[Collected data]
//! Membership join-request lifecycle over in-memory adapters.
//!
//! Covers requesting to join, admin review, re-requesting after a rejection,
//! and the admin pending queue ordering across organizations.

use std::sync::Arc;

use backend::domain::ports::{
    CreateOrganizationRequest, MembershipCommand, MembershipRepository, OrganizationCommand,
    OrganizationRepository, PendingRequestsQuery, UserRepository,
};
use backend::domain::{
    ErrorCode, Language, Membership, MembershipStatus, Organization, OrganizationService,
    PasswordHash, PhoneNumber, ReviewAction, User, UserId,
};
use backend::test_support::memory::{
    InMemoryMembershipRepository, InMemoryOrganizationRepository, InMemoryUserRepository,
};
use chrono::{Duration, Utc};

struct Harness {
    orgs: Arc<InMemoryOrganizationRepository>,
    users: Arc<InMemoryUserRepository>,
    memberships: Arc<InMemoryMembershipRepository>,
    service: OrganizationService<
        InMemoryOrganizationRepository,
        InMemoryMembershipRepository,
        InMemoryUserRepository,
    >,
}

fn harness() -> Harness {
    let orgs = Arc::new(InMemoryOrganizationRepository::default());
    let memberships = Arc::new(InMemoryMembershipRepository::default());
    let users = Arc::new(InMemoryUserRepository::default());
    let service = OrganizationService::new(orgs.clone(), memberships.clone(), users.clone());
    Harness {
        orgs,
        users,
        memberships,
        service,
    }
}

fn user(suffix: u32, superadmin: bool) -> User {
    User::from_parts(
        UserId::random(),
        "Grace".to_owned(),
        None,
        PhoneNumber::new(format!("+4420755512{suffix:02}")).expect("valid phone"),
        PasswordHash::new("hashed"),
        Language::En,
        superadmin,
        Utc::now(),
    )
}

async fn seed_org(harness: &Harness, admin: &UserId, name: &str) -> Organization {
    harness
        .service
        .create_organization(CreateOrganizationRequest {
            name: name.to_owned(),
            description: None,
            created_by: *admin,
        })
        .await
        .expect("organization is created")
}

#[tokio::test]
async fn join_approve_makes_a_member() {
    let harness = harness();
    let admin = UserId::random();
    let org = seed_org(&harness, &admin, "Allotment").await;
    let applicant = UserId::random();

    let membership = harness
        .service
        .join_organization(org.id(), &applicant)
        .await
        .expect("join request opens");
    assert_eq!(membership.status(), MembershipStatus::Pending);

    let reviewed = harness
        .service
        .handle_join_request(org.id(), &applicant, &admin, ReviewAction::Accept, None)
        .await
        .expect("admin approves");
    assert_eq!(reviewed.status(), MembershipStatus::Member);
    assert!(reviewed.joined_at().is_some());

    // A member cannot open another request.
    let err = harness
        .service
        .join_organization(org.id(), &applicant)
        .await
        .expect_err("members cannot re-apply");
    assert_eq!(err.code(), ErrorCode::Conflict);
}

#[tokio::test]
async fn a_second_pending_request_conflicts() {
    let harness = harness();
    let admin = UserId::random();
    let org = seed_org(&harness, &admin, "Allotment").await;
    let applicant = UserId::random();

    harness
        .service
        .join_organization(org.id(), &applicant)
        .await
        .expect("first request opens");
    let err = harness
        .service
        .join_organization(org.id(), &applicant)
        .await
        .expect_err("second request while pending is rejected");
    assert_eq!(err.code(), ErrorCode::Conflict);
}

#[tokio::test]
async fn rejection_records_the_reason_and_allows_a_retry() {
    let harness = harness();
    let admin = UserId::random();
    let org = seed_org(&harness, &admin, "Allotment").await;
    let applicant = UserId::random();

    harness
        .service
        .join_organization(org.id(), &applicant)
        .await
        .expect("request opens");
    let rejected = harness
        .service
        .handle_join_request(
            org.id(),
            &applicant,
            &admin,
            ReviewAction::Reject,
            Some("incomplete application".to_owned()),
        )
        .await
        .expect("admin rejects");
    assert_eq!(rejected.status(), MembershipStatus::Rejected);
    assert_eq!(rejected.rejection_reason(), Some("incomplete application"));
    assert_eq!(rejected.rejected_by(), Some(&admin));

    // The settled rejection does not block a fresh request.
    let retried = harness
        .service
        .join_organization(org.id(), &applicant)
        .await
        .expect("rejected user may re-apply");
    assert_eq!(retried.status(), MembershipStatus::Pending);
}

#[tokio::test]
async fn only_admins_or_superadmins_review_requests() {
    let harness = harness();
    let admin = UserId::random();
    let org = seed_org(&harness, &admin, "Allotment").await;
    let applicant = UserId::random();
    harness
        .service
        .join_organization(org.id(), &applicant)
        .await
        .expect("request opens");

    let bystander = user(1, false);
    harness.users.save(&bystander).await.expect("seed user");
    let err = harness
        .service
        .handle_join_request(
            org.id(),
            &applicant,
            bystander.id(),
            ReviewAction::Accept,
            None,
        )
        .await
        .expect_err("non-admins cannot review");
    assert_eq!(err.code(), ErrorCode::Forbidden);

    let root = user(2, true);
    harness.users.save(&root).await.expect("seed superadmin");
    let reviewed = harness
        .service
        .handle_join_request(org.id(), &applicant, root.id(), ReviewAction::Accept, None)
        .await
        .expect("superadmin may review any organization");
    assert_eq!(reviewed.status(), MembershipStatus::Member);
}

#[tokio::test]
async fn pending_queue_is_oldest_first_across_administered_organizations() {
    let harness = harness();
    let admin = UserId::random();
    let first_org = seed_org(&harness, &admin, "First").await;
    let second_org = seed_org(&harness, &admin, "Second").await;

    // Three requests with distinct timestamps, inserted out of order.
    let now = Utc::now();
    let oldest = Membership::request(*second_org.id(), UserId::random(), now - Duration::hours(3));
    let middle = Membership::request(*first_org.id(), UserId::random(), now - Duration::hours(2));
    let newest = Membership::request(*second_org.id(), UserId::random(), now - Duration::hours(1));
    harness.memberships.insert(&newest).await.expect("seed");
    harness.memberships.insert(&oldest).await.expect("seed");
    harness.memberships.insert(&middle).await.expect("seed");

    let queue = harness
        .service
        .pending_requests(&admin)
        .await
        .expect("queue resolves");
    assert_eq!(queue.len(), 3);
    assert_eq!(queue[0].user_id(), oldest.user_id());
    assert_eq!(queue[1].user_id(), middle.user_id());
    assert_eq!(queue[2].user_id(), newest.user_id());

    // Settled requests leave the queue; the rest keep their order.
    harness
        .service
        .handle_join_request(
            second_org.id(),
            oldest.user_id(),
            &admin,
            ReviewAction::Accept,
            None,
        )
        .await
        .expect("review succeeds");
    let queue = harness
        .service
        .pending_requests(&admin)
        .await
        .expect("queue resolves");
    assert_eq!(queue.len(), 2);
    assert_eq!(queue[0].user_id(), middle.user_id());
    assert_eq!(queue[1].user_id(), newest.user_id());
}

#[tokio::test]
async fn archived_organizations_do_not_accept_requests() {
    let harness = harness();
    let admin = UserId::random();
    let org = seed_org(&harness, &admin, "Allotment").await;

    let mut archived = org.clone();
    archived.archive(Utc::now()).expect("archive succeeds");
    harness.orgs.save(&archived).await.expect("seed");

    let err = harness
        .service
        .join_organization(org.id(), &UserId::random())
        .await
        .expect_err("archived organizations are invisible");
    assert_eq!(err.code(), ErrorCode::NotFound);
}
* * *
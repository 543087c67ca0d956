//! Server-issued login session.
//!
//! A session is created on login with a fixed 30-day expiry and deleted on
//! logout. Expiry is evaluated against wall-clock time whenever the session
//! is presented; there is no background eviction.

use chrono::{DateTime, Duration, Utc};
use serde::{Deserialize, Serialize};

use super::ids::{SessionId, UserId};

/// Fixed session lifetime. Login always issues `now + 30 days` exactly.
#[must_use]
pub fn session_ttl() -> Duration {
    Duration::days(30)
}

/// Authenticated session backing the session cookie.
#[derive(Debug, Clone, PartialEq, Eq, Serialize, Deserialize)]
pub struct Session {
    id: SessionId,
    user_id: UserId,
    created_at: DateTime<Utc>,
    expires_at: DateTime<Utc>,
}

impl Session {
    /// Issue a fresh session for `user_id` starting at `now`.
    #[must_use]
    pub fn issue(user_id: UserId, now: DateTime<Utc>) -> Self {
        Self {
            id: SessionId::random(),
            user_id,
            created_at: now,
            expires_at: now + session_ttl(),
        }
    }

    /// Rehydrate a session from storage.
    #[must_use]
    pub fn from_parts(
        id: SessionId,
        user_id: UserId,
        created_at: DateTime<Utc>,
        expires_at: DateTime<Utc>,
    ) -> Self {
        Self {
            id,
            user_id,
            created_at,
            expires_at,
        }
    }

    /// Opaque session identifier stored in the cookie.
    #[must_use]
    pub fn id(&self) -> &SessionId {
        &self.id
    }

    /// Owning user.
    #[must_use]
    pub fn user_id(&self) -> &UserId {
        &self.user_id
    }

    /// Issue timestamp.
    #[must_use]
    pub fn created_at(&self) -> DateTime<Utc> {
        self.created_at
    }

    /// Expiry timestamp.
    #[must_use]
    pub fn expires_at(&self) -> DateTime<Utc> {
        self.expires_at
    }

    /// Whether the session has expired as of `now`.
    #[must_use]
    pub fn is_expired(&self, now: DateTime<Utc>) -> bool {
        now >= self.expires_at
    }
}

→ **What is needed**
Look above for the line with "assert_eq!(rejected.rejected_by(), Some(&admin));" and the line with "async fn only_admins_or_superadmins_review_requests()". Write out those two lines and all the lines between them, exactly, and no others.

→ **Response to the task**
    assert_eq!(rejected.rejected_by(), Some(&admin));

    // The settled rejection does not block a fresh request.
    let retried = harness
        .service
        .join_organization(org.id(), &applicant)
        .await
        .expect("rejected user may re-apply");
    assert_eq!(retried.status(), MembershipStatus::Pending);
}

#[tokio::test]
async fn only_admins_or_superadmins_review_requests() {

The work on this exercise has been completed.